====== DATA

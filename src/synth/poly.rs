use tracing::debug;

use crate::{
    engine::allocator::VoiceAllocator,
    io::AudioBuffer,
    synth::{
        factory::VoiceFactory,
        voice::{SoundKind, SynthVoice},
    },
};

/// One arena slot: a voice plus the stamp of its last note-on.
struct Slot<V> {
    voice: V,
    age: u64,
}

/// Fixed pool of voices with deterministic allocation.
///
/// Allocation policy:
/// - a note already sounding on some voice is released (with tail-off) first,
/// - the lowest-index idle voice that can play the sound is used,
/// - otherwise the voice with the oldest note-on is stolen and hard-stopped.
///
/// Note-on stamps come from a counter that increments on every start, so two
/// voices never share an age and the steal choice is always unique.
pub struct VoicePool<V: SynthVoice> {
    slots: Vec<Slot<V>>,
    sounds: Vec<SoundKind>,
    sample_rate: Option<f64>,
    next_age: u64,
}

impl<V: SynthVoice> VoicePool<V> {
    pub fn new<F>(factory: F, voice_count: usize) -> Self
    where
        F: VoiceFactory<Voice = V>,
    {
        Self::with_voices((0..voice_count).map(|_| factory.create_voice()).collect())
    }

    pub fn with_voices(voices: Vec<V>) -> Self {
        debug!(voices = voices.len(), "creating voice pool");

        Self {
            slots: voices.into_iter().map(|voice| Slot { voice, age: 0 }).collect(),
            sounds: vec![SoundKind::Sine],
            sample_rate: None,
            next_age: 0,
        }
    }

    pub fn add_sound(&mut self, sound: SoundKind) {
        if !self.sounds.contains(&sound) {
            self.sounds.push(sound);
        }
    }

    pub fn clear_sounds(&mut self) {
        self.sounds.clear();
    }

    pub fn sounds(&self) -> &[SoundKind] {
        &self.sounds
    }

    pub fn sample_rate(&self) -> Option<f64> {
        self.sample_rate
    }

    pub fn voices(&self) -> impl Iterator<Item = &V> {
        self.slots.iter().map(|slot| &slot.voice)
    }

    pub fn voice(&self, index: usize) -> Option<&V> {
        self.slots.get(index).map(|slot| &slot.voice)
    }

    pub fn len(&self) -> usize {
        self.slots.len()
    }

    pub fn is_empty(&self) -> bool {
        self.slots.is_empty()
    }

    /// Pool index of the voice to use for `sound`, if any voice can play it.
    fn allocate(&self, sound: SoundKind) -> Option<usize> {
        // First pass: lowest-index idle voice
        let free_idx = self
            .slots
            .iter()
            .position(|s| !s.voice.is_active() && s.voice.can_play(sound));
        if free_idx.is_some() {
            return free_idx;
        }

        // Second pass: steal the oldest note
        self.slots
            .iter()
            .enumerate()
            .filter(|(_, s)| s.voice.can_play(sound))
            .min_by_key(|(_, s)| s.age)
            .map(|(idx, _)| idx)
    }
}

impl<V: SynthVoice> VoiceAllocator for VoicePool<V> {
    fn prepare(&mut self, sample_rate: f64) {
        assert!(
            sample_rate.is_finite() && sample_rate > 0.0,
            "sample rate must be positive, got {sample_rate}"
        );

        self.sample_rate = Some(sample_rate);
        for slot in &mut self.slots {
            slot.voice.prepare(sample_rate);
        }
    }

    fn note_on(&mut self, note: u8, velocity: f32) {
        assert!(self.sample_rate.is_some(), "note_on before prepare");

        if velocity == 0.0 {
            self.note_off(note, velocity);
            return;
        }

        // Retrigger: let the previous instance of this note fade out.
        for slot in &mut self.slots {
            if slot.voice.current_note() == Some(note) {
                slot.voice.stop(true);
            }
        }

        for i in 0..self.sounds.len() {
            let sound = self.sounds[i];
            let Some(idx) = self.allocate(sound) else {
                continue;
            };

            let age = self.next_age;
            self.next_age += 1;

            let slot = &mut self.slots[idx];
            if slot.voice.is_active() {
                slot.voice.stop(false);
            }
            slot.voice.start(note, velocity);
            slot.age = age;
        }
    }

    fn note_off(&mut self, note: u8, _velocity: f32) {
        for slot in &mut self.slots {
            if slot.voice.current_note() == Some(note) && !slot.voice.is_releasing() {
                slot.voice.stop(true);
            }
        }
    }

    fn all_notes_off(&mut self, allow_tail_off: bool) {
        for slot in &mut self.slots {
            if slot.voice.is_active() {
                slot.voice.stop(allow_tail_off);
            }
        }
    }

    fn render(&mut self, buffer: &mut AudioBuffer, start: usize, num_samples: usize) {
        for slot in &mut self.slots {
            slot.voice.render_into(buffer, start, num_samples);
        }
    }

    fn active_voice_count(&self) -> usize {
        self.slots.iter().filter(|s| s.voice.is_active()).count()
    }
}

============
====== DATA

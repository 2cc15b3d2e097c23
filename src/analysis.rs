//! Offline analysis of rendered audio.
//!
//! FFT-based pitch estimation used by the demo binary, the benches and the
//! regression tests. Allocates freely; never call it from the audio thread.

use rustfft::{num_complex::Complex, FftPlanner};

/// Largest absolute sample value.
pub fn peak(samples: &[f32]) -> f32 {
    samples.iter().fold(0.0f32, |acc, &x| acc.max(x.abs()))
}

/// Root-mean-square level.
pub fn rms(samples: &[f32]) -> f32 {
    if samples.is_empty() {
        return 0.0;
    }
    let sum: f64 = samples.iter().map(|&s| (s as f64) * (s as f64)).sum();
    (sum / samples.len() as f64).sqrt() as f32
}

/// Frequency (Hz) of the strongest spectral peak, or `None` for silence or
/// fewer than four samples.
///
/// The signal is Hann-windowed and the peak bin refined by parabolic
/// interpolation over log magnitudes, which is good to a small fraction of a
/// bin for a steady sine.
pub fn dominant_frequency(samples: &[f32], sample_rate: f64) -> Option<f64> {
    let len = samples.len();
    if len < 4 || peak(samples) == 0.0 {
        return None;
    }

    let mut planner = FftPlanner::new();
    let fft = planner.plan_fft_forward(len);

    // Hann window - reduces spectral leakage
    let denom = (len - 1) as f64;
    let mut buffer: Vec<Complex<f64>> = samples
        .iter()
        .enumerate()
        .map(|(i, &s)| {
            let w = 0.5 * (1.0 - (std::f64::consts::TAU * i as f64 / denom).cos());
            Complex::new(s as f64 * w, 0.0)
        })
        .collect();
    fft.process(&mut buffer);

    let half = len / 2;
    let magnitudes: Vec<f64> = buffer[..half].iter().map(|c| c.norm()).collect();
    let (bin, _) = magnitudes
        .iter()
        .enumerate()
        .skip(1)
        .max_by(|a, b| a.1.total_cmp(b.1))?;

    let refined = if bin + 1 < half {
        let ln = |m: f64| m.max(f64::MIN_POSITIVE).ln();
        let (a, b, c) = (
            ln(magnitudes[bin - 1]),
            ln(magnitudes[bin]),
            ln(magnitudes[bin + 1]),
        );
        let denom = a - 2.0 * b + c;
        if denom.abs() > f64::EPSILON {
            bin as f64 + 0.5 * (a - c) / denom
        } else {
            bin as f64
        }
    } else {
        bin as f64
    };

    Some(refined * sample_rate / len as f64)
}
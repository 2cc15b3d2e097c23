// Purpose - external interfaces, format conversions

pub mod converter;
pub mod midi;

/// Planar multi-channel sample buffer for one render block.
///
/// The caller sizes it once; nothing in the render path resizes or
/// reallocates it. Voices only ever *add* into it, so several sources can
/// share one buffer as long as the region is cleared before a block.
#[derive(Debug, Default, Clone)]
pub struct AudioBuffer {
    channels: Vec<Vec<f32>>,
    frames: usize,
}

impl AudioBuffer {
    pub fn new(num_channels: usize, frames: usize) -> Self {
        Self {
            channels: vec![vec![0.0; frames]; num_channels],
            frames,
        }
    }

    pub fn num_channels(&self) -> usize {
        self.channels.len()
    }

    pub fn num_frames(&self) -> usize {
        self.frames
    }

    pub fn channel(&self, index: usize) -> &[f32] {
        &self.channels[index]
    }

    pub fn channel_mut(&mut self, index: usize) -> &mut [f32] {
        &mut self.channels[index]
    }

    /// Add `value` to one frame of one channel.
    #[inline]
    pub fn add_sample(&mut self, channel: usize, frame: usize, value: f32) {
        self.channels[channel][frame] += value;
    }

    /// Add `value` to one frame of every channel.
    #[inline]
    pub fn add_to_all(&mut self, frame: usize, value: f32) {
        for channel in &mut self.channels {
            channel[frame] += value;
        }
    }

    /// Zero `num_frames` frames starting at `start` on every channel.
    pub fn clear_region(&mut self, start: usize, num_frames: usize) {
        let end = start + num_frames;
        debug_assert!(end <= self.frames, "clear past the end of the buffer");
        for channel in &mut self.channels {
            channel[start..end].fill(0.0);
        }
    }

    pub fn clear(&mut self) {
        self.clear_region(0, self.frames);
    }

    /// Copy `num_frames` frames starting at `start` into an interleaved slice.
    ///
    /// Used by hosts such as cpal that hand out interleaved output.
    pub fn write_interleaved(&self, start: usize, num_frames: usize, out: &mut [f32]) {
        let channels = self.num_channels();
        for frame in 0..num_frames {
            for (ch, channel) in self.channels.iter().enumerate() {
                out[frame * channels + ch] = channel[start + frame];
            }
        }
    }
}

============
====== DATA

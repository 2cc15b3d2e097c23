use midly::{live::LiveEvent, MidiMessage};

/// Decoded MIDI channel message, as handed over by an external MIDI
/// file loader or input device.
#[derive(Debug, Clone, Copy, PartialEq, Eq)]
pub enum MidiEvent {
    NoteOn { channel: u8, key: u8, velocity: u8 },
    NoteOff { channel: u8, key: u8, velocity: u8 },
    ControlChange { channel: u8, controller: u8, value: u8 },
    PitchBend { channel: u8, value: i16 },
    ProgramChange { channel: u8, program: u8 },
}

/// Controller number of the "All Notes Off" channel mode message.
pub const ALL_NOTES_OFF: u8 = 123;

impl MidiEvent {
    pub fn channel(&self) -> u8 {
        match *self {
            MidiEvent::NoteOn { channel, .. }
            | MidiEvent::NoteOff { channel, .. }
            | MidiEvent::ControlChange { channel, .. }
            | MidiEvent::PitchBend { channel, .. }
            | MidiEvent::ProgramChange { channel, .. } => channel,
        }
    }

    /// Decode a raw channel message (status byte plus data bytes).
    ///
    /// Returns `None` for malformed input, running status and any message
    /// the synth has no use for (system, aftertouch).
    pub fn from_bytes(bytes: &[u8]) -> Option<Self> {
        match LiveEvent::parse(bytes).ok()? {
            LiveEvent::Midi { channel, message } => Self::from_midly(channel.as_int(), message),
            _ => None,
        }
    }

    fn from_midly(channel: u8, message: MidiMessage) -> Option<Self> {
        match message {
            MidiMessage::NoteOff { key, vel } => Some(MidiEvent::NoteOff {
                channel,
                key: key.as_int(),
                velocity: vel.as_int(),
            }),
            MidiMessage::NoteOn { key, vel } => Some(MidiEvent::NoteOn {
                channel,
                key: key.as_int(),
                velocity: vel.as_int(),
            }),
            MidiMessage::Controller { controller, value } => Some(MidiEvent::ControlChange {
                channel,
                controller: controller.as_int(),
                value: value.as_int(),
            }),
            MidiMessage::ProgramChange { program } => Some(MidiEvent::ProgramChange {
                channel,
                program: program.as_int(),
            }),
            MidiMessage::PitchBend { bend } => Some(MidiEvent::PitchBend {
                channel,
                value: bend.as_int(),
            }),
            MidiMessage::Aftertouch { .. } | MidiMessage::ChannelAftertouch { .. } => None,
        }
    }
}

============

YOUR ASSIGNMENT:
Lines of the data above that include the string "derive" must each be copied.

PROBLEM SOLUTION:
#[derive(Debug, Default, Clone)]
#[derive(Debug, Clone, Copy, PartialEq, Eq)]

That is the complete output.